「日本の家は寒すぎる」問題
冬に暖かい家はカラダによろしい
観測史上もっとも暖かいと言われた昨秋でしたが、やはり寒波は到来。
自宅では寒さを感じずに過ごしたいものですね。
しかし家の寒さは、感じ方だけの問題ではありません。
医療関係者の間では、冬の室温が死亡原因に直結することが知られています。
研究報告によると、住宅内での循環器系疾患による死亡者数は寒い時期に急上昇、最少の夏場と比較すると2~2.5倍にも跳ね上がります(グラフ上)。
寒さは高血圧を招きやすく、高血圧は循環器系疾患の原因になりやすいからです。
出典:健康寿命を実現する住まいとコミュニティの創造(2009)
寒い家が多い原因は、低気密低断熱の住宅が多いから。
日本の住宅政策は長らく、住宅不足解消と景気対策を目的に、戸建住宅の量的な供給を推進してきました。
購入する側も、住宅には住み心地や快適性よりも、部屋数や広さなど外形的な充実を求めてきました。
また「冬は寒くて当然」との思い込みや、「我慢は美徳」といった価値観も根強く、冬に暖かくない家の量産が続いてきたのです。

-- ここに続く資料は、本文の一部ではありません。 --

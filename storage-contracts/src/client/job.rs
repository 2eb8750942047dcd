// SPDX-License-Identifier: GPL-3.0-only

//! Asynchronous job protocol
//!
//! A long-running operation either finishes inline and hands back its result,
//! or returns a job identifier. The caller then polls [`Connection::job_status`]
//! (or one of its typed siblings) until the job is terminal, and finally hands
//! the identifier back with [`Connection::job_free`]. There is no push
//! notification and no built-in poll interval.

use std::fmt;

use storage_types::{FileSystem, Flags, JobStatus, Pool, Snapshot, Volume};
use thiserror::Error;
use tracing::debug;

use super::connection::{Connection, Params};
use super::{Result, validate};
use crate::protocol::{DecodeError, LsmError, Value, ValueType, WireEntity};

/// Plugin-side job identifier.
///
/// Not `Clone`: a successful [`Connection::job_free`] consumes it, so a job
/// can be released at most once. A failed release hands it back.
#[derive(Debug, PartialEq, Eq, Hash)]
pub struct JobId(String);

impl JobId {
    /// Re-adopt an identifier obtained elsewhere (e.g. persisted by a caller)
    pub fn from_raw(id: impl Into<String>) -> Self {
        Self(id.into())
    }

    pub fn as_str(&self) -> &str {
        &self.0
    }
}

impl fmt::Display for JobId {
    fn fmt(&self, f: &mut fmt::Formatter<'_>) -> fmt::Result {
        f.write_str(&self.0)
    }
}

/// A release that did not go through; `job` is still live on the plugin
#[derive(Debug, Error)]
#[error("failed to release job {job}: {error}")]
pub struct JobFreeError {
    pub job: JobId,
    pub error: LsmError,
}

impl JobFreeError {
    pub fn into_parts(self) -> (JobId, LsmError) {
        (self.job, self.error)
    }
}

impl From<JobFreeError> for LsmError {
    fn from(err: JobFreeError) -> Self {
        err.error
    }
}

/// Outcome of an operation that may run asynchronously
#[derive(Debug, PartialEq, Eq)]
#[must_use]
pub enum Submission<T> {
    /// Finished inline
    Completed(T),
    /// Accepted; poll the job for progress and result
    Started(JobId),
}

impl<T> Submission<T> {
    pub fn is_started(&self) -> bool {
        matches!(self, Submission::Started(_))
    }

    pub fn job(&self) -> Option<&JobId> {
        match self {
            Submission::Started(job) => Some(job),
            Submission::Completed(_) => None,
        }
    }

    pub fn completed(self) -> Option<T> {
        match self {
            Submission::Completed(value) => Some(value),
            Submission::Started(_) => None,
        }
    }
}

/// One poll of a job
#[derive(Debug, Clone, PartialEq, Eq)]
pub struct JobProgress<T> {
    pub status: JobStatus,
    /// 0..=100
    pub percent: u8,
    /// Present only once `status` is [`JobStatus::Complete`] and the job
    /// produced a payload
    pub result: Option<T>,
}

impl<T> JobProgress<T> {
    pub fn is_complete(&self) -> bool {
        self.status == JobStatus::Complete
    }
}

fn job_id(raw: &str) -> Result<JobId, DecodeError> {
    if raw.is_empty() {
        return Err(DecodeError::Invalid("empty job id".to_string()));
    }
    Ok(JobId(raw.to_string()))
}

/// Interpret the reply of an operation that promises a typed result.
///
/// Accepted shapes: a job id string, a result object, or the pair
/// `[job | null, object | null]`. A reply carrying neither is an error.
pub(crate) fn parse_submission<T: WireEntity>(
    value: &Value,
) -> Result<Submission<T>, DecodeError> {
    let (job, result) = match value {
        Value::Array(pair) => match pair.as_slice() {
            [job, result] => (job, result),
            other => {
                return Err(DecodeError::WrongLength {
                    expected: 2,
                    found: other.len(),
                });
            }
        },
        Value::String(_) => (value, &Value::Null),
        _ => (&Value::Null, value),
    };

    match (job, result) {
        (Value::String(id), _) => Ok(Submission::Started(job_id(id)?)),
        (Value::Null, Value::Object(_)) => Ok(Submission::Completed(T::from_value(result)?)),
        (Value::Null, Value::Null) => Err(DecodeError::Invalid(
            "reply carried neither a job nor a result".to_string(),
        )),
        (Value::Null, other) => Err(DecodeError::WrongType {
            expected: ValueType::Object,
            found: other.value_type(),
        }),
        (other, _) => Err(DecodeError::WrongType {
            expected: ValueType::String,
            found: other.value_type(),
        }),
    }
}

/// Interpret the reply of an operation that returns at most a job id
pub(crate) fn parse_job_only(value: &Value) -> Result<Submission<()>, DecodeError> {
    match value {
        Value::Null => Ok(Submission::Completed(())),
        Value::String(id) => Ok(Submission::Started(job_id(id)?)),
        Value::Array(pair) => match pair.as_slice() {
            [job, _] => parse_job_only(job),
            other => Err(DecodeError::WrongLength {
                expected: 2,
                found: other.len(),
            }),
        },
        other => Err(DecodeError::WrongType {
            expected: ValueType::String,
            found: other.value_type(),
        }),
    }
}

/// Interpret `[status, percent, result]`.
///
/// The result slot is only looked at when the status is complete.
pub(crate) fn parse_status<T>(
    value: &Value,
    decode: impl FnOnce(&Value) -> Result<T, DecodeError>,
) -> Result<JobProgress<T>, DecodeError> {
    let [status, percent, result] = value.as_array()? else {
        return Err(DecodeError::WrongLength {
            expected: 3,
            found: value.as_array()?.len(),
        });
    };

    let status = JobStatus::try_from(status.as_i32()?)?;
    let percent = percent.as_u8()?;
    if percent > 100 {
        return Err(DecodeError::Invalid(format!(
            "percent complete {percent} outside 0..=100"
        )));
    }

    let result = match (status, result) {
        (JobStatus::Complete, Value::Null) => None,
        (JobStatus::Complete, payload) => Some(decode(payload)?),
        _ => None,
    };

    Ok(JobProgress {
        status,
        percent,
        result,
    })
}

impl Connection {
    /// Poll a job without extracting a result
    pub async fn job_status(&mut self, job: &JobId, flags: Flags) -> Result<JobProgress<()>> {
        let progress = self.poll(job, flags, |_| Ok(())).await?;
        Ok(JobProgress {
            result: None,
            ..progress
        })
    }

    /// Poll a job whose result is a `T`
    pub async fn job_status_as<T: WireEntity>(
        &mut self,
        job: &JobId,
        flags: Flags,
    ) -> Result<JobProgress<T>> {
        self.poll(job, flags, T::from_value).await
    }

    pub async fn job_status_pool(&mut self, job: &JobId, flags: Flags) -> Result<JobProgress<Pool>> {
        self.job_status_as(job, flags).await
    }

    pub async fn job_status_volume(
        &mut self,
        job: &JobId,
        flags: Flags,
    ) -> Result<JobProgress<Volume>> {
        self.job_status_as(job, flags).await
    }

    pub async fn job_status_fs(
        &mut self,
        job: &JobId,
        flags: Flags,
    ) -> Result<JobProgress<FileSystem>> {
        self.job_status_as(job, flags).await
    }

    pub async fn job_status_snapshot(
        &mut self,
        job: &JobId,
        flags: Flags,
    ) -> Result<JobProgress<Snapshot>> {
        self.job_status_as(job, flags).await
    }

    async fn poll<T>(
        &mut self,
        job: &JobId,
        flags: Flags,
        decode: impl FnOnce(&Value) -> Result<T, DecodeError>,
    ) -> Result<JobProgress<T>> {
        self.gate(|| {
            validate::non_empty("job id", job.as_str())?;
            validate::flags(flags)
        })?;

        let params = Params::new(flags).with("job_id", job.as_str());
        let reply = self.call("job_status", params).await?;
        let progress = self.decode("job_status", parse_status(&reply, decode))?;
        debug!(job = %job, status = %progress.status, percent = progress.percent, "job polled");
        Ok(progress)
    }

    /// Release a job on the plugin side.
    ///
    /// The id is consumed only when the plugin confirms the release; on
    /// failure it comes back inside [`JobFreeError`] so the call can be retried.
    pub async fn job_free(&mut self, job: JobId, flags: Flags) -> Result<(), JobFreeError> {
        if let Err(error) = self.gate(|| {
            validate::non_empty("job id", job.as_str())?;
            validate::flags(flags)
        }) {
            return Err(JobFreeError { job, error });
        }

        let params = Params::new(flags).with("job_id", job.as_str());
        if let Err(error) = self.call("job_free", params).await {
            return Err(JobFreeError { job, error });
        }
        debug!(job = %job, "job released");
        Ok(())
    }
}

一方で北海道など冬の寒さが厳しい地域では、断熱住宅が普及(グラフ上)。
現在では住宅の断熱化が進んだ寒い地域の方が、暖かい地域と比べて冬の死亡増加率が低い結果になりました。
冬暖かい家はカラダにイイ、のです。
資料:スマートウェルネス等推進事業:国土交通省
冬暖かい家=省エネ住宅の作り方
ではどうしたら冬にも暖かい家になるでしょうか?
ポイントは3点、
①壁、床、屋根から室内の暖かさを逃がさない断熱
②窓や玄関扉などの開口部から隙間風を入れない気密
③室内温度を下げない熱交換型の換気
効果的に太陽光を取り込むことができれば、真冬でも少ないエネルギー消費で暖かく過ごせる「省エネ住宅」が完成します。
冬暖かくて気持ちイイ=カラダにイイ。
省エネだからローコスト=家計に優しい。
いいことづくめの省エネ住宅ですが、低くないハードルがあります。
ハイレベルを目指すなら、どれか一つではなく全てを同時に満たすこと。
つまり、断熱・気密・換気扇工事が必要です。
設計段階からの高気密高断熱化が必須になり、新築が圧倒的に有利です。
健康問題であり、環境問題であり
ところで、最近のニュースで東京都が住宅新築時の太陽光発電義務化を決定したとお聞きになった方も多いのでは。
冬暖かい家と太陽光発電の義務化、どう関係するの?
とお感じになっても不思議ではありません。
しかしこの二つはもはや、切り離すことができないこんな関係です。
持続可能な地球環境の保全
→地球温暖化の進行を食い止める温室効果ガス削減
→化石エネルギーの消費削減
→産業・交通・流通・家庭での省エネ・創エネ
→高気密高断熱の家、創エネできる家
→太陽光発電義務化
実は太陽光発電義務化の前提には住宅の高気密高断熱化があり、高気密高断熱の家=冬暖かい家、なのです。
「日本の家は寒すぎる問題」は「住む人の健康後回し問題」であり、地球環境には「エネルギー多消費問題」だったのです。
高齢化が進む日本、資源残量にも環境の自然治癒力にも余裕のない世界。
寒すぎる家を暖かい家にすることは、心地よく暮らし、健康に暮らし、ローコストに暮らし、世界に貢献できる暮らしです。
このコラムは、注文住宅を計画する方の参考になることを目的に、アーキシップス京都の経験に基づいて書き下ろします。
トピックス、技術、経験の内容は、主観に基づくことをご了承ください。